Work instruction
From the records below, print exactly the lines starting at the one containing "let text = serde_yaml::to_string(spec).map_err(|e|" and ending at the one containing "text).map_err(|e| RecipeError::io_error(&path, e))?;", ends included, and nothing else.

Exercise data
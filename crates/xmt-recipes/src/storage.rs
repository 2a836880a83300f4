//! Recipe lookup by name.
//!
//! This module defines the [`RecipeStorage`] trait, the only way the composer
//! reaches outside itself. Two implementations are provided:
//!
//! - [`MemoryStorage`] keeps specifications in a map (tests, generated recipes)
//! - [`FileStorage`] reads YAML files from a list of search directories
//!
//! # Example: Implementing RecipeStorage
//!
//! ```ignore
//! use xmt_recipes::{RecipeError, RecipeResult, RecipeStorage, Spec};
//!
//! impl RecipeStorage for MyDatabase {
//!     fn load_recipe(&self, name: &str) -> RecipeResult<Spec> {
//!         self.fetch(name).ok_or_else(|| RecipeError::NotFound(name.to_string()))
//!     }
//! }
//! ```

use std::collections::HashMap;
use std::fs;
use std::path::PathBuf;

use crate::config::StorageConfig;
use crate::error::{RecipeError, RecipeResult};
use crate::spec::Spec;

/// A source of recipe specifications.
///
/// Lookups are expected to be synchronous and free of side effects as far as
/// the composer is concerned. The composer does not cache; wrap a storage in
/// [`CachedStorage`](crate::CachedStorage) if lookups are expensive.
pub trait RecipeStorage {
    /// Loads the specification registered under `name`.
    ///
    /// Returns [`RecipeError::NotFound`] if there is none.
    fn load_recipe(&self, name: &str) -> RecipeResult<Spec>;
}

impl<S: RecipeStorage + ?Sized> RecipeStorage for &S {
    fn load_recipe(&self, name: &str) -> RecipeResult<Spec> {
        (**self).load_recipe(name)
    }
}

/// In-memory storage keyed by recipe name.
#[derive(Debug, Clone, Default)]
pub struct MemoryStorage {
    recipes: HashMap<String, Spec>,
}

impl MemoryStorage {
    /// Creates an empty storage.
    pub fn new() -> Self {
        Self::default()
    }

    /// Stores (or replaces) a specification under `name`.
    pub fn insert(&mut self, name: impl Into<String>, spec: Spec) {
        self.recipes.insert(name.into(), spec);
    }

    /// Returns the stored specification without cloning.
    pub fn get(&self, name: &str) -> Option<&Spec> {
        self.recipes.get(name)
    }

    /// Returns a mutable reference to a stored specification.
    pub fn get_mut(&mut self, name: &str) -> Option<&mut Spec> {
        self.recipes.get_mut(name)
    }

    /// Returns the number of stored specifications.
    pub fn len(&self) -> usize {
        self.recipes.len()
    }

    /// Returns true if nothing is stored.
    pub fn is_empty(&self) -> bool {
        self.recipes.is_empty()
    }
}

impl RecipeStorage for MemoryStorage {
    fn load_recipe(&self, name: &str) -> RecipeResult<Spec> {
        self.recipes
            .get(name)
            .cloned()
            .ok_or_else(|| RecipeError::NotFound(name.to_string()))
    }
}

impl<N: Into<String>> FromIterator<(N, Spec)> for MemoryStorage {
    fn from_iter<I: IntoIterator<Item = (N, Spec)>>(iter: I) -> Self {
        Self {
            recipes: iter.into_iter().map(|(n, s)| (n.into(), s)).collect(),
        }
    }
}

/// File-based storage reading YAML specifications.
///
/// A recipe named `intro` is looked up as `<path>/intro.yaml` in each
/// configured directory, first match wins.
#[derive(Debug, Clone)]
pub struct FileStorage {
    config: StorageConfig,
}

impl FileStorage {
    /// Creates a storage with the given configuration.
    pub fn new(config: StorageConfig) -> Self {
        Self { config }
    }

    /// Creates a storage searching only the current directory.
    pub fn current() -> Self {
        Self::new(StorageConfig::default())
    }

    /// Returns the storage configuration.
    pub fn config(&self) -> &StorageConfig {
        &self.config
    }

    /// Returns the path `name` resolves to, if it exists.
    pub fn locate(&self, name: &str) -> Option<PathBuf> {
        let file_name = format!("{}{}", name, self.config.extension);
        self.config
            .paths
            .iter()
            .map(|dir| dir.join(&file_name))
            .find(|path| path.is_file())
    }

    /// Writes `spec` as YAML into the first search directory.
    ///
    /// Returns the path written.
    pub fn write(&self, name: &str, spec: &Spec) -> RecipeResult<PathBuf> {
        let dir = self
            .config
            .paths
            .first()
            .ok_or_else(|| RecipeError::NotFound(name.to_string()))?;
        let path = dir.join(format!("{}{}", name, self.config.extension));
        let text = serde_yaml::to_string(spec).map_err(|e| RecipeError::Format {
            name: name.to_string(),
            message: e.to_string(),
        })?;
        fs::write(&path, text).map_err(|e| RecipeError::io_error(&path, e))?;
        log::debug!("wrote recipe '{}' to {}", name, path.display());
        Ok(path)
    }
}

impl RecipeStorage for FileStorage {
    fn load_recipe(&self, name: &str) -> RecipeResult<Spec> {
        let path = self
            .locate(name)
            .ok_or_else(|| RecipeError::NotFound(format!("{}{}", name, self.config.extension)))?;
        log::debug!("loading recipe '{}' from {}", name, path.display());

        let text = fs::read_to_string(&path).map_err(|e| RecipeError::io_error(&path, e))?;
        serde_yaml::from_str(&text).map_err(|e| RecipeError::Format {
            name: name.to_string(),
            message: e.to_string(),
        })
    }
}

Output below
        let text = serde_yaml::to_string(spec).map_err(|e| RecipeError::Format {
            name: name.to_string(),
            message: e.to_string(),
        })?;
        fs::write(&path, text).map_err(|e| RecipeError::io_error(&path, e))?;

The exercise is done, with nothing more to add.